▶ RECORD EXTRACTS

#####

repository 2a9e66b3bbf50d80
use serde::{Deserialize, Serialize};

/// The UI's belief about the device LED.
///
/// Never inferred from probes and never downgraded by a failure; only an
/// accepted switch command moves it off `Unknown`.
#[derive(Debug, Clone, Copy, Default, Serialize, Deserialize, PartialEq, Eq)]
pub enum LedStatus {
    On,
    Off,
    #[default]
    Unknown,
}

/// A state-changing command for the LED.
#[derive(Debug, Clone, Copy, Serialize, Deserialize, PartialEq, Eq)]
pub enum LedCommand {
    On,
    Off,
}

impl LedCommand {
    /// Device endpoint path for this command.
    pub fn path(&self) -> &'static str {
        match self {
            LedCommand::On => "/on",
            LedCommand::Off => "/off",
        }
    }

    /// The status an accepted command settles the belief to.
    pub fn status(&self) -> LedStatus {
        match self {
            LedCommand::On => LedStatus::On,
            LedCommand::Off => LedStatus::Off,
        }
    }
}
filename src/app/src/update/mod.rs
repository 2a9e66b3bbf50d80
pub(crate) mod assistant;
pub(crate) mod control;
pub(crate) mod monitor;
mod ui;

pub use control::SWITCH_TIMEOUT_MS;
pub use monitor::{PROBE_INTERVAL_SECS, PROBE_TIMEOUT_MS};

use crux_core::{render::render, Command};

use crate::events::Event;
use crate::model::Model;
use crate::Effect;

/// Main update dispatcher - routes events to domain-specific handlers
pub fn update(event: Event, model: &mut Model) -> Command<Effect, Event> {
    match event {
        // Initialization. The first probe arrives with the first shell tick;
        // mounting alone does not force one.
        Event::Initialize => render(),

        Event::Monitor(event) => monitor::handle(event, model),
        Event::Control(event) => control::handle(event, model),
        Event::Assistant(event) => assistant::handle(event, model),
        Event::Ui(event) => ui::handle(event, model),
    }
}
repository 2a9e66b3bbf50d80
//! Device command definitions.
//!
//! Two operations reach the ESP8266, both plain GETs with their own timeout
//! budget. The shell ties one abort handle to each request, cancels it when
//! the budget expires, and releases the handle on settlement so a stale
//! timer can never cancel a later request.
//!
//! The probe is sent in no-cors mode: the root endpoint of stock device
//! firmware often lacks CORS headers, so the response may be opaque. Any
//! settled exchange, readable or not, proves reachability. The switch
//! endpoints (`/on`, `/off`) are sent in cors mode and MUST answer with
//! `Access-Control-Allow-Origin: *` on the device side; that is a deployment
//! requirement of the firmware, not something this core can enforce.

use crux_core::{capability::Operation, Request};
use serde::{Deserialize, Serialize};
use std::marker::PhantomData;

use super::RequestBuilder;

/// Reachability check against the device root endpoint.
///
/// The shell measures wall-clock time from just before issuing the request
/// to just after it settles and reports it as `latency_ms` on success.
#[derive(Debug, Clone, Serialize, Deserialize, PartialEq, Eq)]
pub struct ProbeOperation {
    pub url: String,
    pub timeout_ms: u32,
}

/// What a probe found out. Timeout and network-level failure both collapse
/// to `Unreachable`; the probe cannot tell them apart and does not need to.
#[derive(Debug, Clone, Serialize, Deserialize, PartialEq, Eq)]
pub enum ProbeOutcome {
    Reachable { latency_ms: u32 },
    Unreachable,
}

impl Operation for ProbeOperation {
    type Output = ProbeOutcome;
}

/// State-changing request against `/on` or `/off`.
#[derive(Debug, Clone, Serialize, Deserialize, PartialEq, Eq)]
pub struct SwitchOperation {
    pub url: String,
    pub timeout_ms: u32,
}

/// How a switch request settled.
#[derive(Debug, Clone, Serialize, Deserialize, PartialEq, Eq)]
pub enum SwitchOutcome {
    /// Response received and marked successful (2xx).
    Accepted,
    /// Response received but not successful.
    Rejected { code: u16 },
    /// Cancelled when the timeout budget expired.
    TimedOut,
    /// Any other network-level failure.
    NetworkFailure,
}

impl Operation for SwitchOperation {
    type Output = SwitchOutcome;
}

/// Command-based device API
pub struct Device<Effect, Event> {
    _effect: PhantomData<Effect>,
    _event: PhantomData<Event>,
}

impl<Effect, Event> Device<Effect, Event>
where
    Effect: Send + From<Request<ProbeOperation>> + From<Request<SwitchOperation>> + 'static,
    Event: Send + 'static,
{
    /// Probe the device root endpoint for reachability
    pub fn probe(
        url: impl Into<String>,
        timeout_ms: u32,
    ) -> RequestBuilder<Effect, Event, ProbeOperation> {
        RequestBuilder::new(ProbeOperation {
            url: url.into(),
            timeout_ms,
        })
    }

    /// Send an LED switch command
    pub fn switch(
        url: impl Into<String>,
        timeout_ms: u32,
    ) -> RequestBuilder<Effect, Event, SwitchOperation> {
        RequestBuilder::new(SwitchOperation {
            url: url.into(),
            timeout_ms,
        })
    }
}

/// Constructs a device URL from the user-entered address.
///
/// The address is free text; it is trimmed, an accidentally pasted scheme is
/// stripped, and the request goes out over plain HTTP (the device speaks
/// nothing else).
///
/// # Example
/// ```
/// use esp_control_ui_core::device_url;
/// assert_eq!(device_url("192.168.1.100", "/on"), "http://192.168.1.100/on");
/// assert_eq!(device_url(" http://192.168.1.100/ ", "/"), "http://192.168.1.100/");
/// ```
pub fn device_url(address: &str, path: &str) -> String {
    let address = address.trim();
    let address = address.strip_prefix("http://").unwrap_or(address);
    let address = address.trim_end_matches('/');
    format!("http://{address}{path}")
}
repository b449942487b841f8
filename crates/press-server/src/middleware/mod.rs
//! Response middleware.

pub(crate) mod security;
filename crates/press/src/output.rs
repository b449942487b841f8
//! Colored terminal output.

use console::{Style, Term};

/// Terminal output formatter writing to stderr.
pub(crate) struct Output {
    term: Term,
    green: Style,
    yellow: Style,
    red: Style,
    dim: Style,
    cyan_bold: Style,
}

impl Output {
    #[must_use]
    pub(crate) fn new() -> Self {
        Self {
            term: Term::stderr(),
            green: Style::new().green(),
            yellow: Style::new().yellow(),
            red: Style::new().red(),
            dim: Style::new().dim(),
            cyan_bold: Style::new().cyan().bold(),
        }
    }

    pub(crate) fn info(&self, msg: &str) {
        let _ = self.term.write_line(msg);
    }

    pub(crate) fn success(&self, msg: &str) {
        let _ = self.term.write_line(&self.green.apply_to(msg).to_string());
    }

    pub(crate) fn warning(&self, msg: &str) {
        let _ = self.term.write_line(&self.yellow.apply_to(msg).to_string());
    }

    pub(crate) fn error(&self, msg: &str) {
        let _ = self.term.write_line(&self.red.apply_to(msg).to_string());
    }

    /// Section heading (cyan bold).
    pub(crate) fn highlight(&self, msg: &str) {
        let _ = self.term.write_line(&self.cyan_bold.apply_to(msg).to_string());
    }

    /// `name: yes/no` status line.
    pub(crate) fn flag(&self, name: &str, enabled: bool) {
        let line = if enabled {
            format!("  {name}: {}", self.green.apply_to("yes"))
        } else {
            format!("  {name}: {}", self.dim.apply_to("no"))
        };
        let _ = self.term.write_line(&line);
    }
}
//! `press serve` command implementation.

use std::sync::Arc;

use clap::Args;
use press_document::{OutputFormat, Pipeline};
use press_server::{ServerConfig, run_server};

use super::ConfigArgs;
use crate::error::CliError;
use crate::output::Output;

/// Arguments for the serve command.
#[derive(Args)]
pub(crate) struct ServeArgs {
    #[command(flatten)]
    config: ConfigArgs,

    /// Host to bind to (overrides config).
    #[arg(long)]
    host: Option<String>,

    /// Port to bind to (overrides config).
    #[arg(short, long)]
    port: Option<u16>,
}

impl ServeArgs {
    /// Detect backends and run the server until Ctrl-C.
    pub(crate) async fn execute(self, version: &str) -> Result<(), CliError> {
        let output = Output::new();
        let config = self.config.load(self.host, self.port)?;

        let pipeline = Arc::new(Pipeline::from_config(&config));
        for format in OutputFormat::ALL {
            let backends = pipeline.available(format);
            if backends.is_empty() {
                output.warning(&format!("{format}: no backend available"));
            } else {
                output.info(&format!("{format} backends: {}", backends.join(", ")));
            }
        }
        output.info(&format!(
            "Starting server on {}:{}",
            config.server.host, config.server.port
        ));

        run_server(ServerConfig::from_config(&config, version.to_owned()), pipeline)
            .await
            .map_err(|e| CliError::Server(e.to_string()))
    }
}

#####

Transcribe, exactly and without additions, the lines of the records above, beginning with the line that contains "let _ = self.term.write_line(&line);" and ending with the line that contains "let output = Output::new();", both included.

        let _ = self.term.write_line(&line);
    }
}
//! `press serve` command implementation.

use std::sync::Arc;

use clap::Args;
use press_document::{OutputFormat, Pipeline};
use press_server::{ServerConfig, run_server};

use super::ConfigArgs;
use crate::error::CliError;
use crate::output::Output;

/// Arguments for the serve command.
#[derive(Args)]
pub(crate) struct ServeArgs {
    #[command(flatten)]
    config: ConfigArgs,

    /// Host to bind to (overrides config).
    #[arg(long)]
    host: Option<String>,

    /// Port to bind to (overrides config).
    #[arg(short, long)]
    port: Option<u16>,
}

impl ServeArgs {
    /// Detect backends and run the server until Ctrl-C.
    pub(crate) async fn execute(self, version: &str) -> Result<(), CliError> {
        let output = Output::new();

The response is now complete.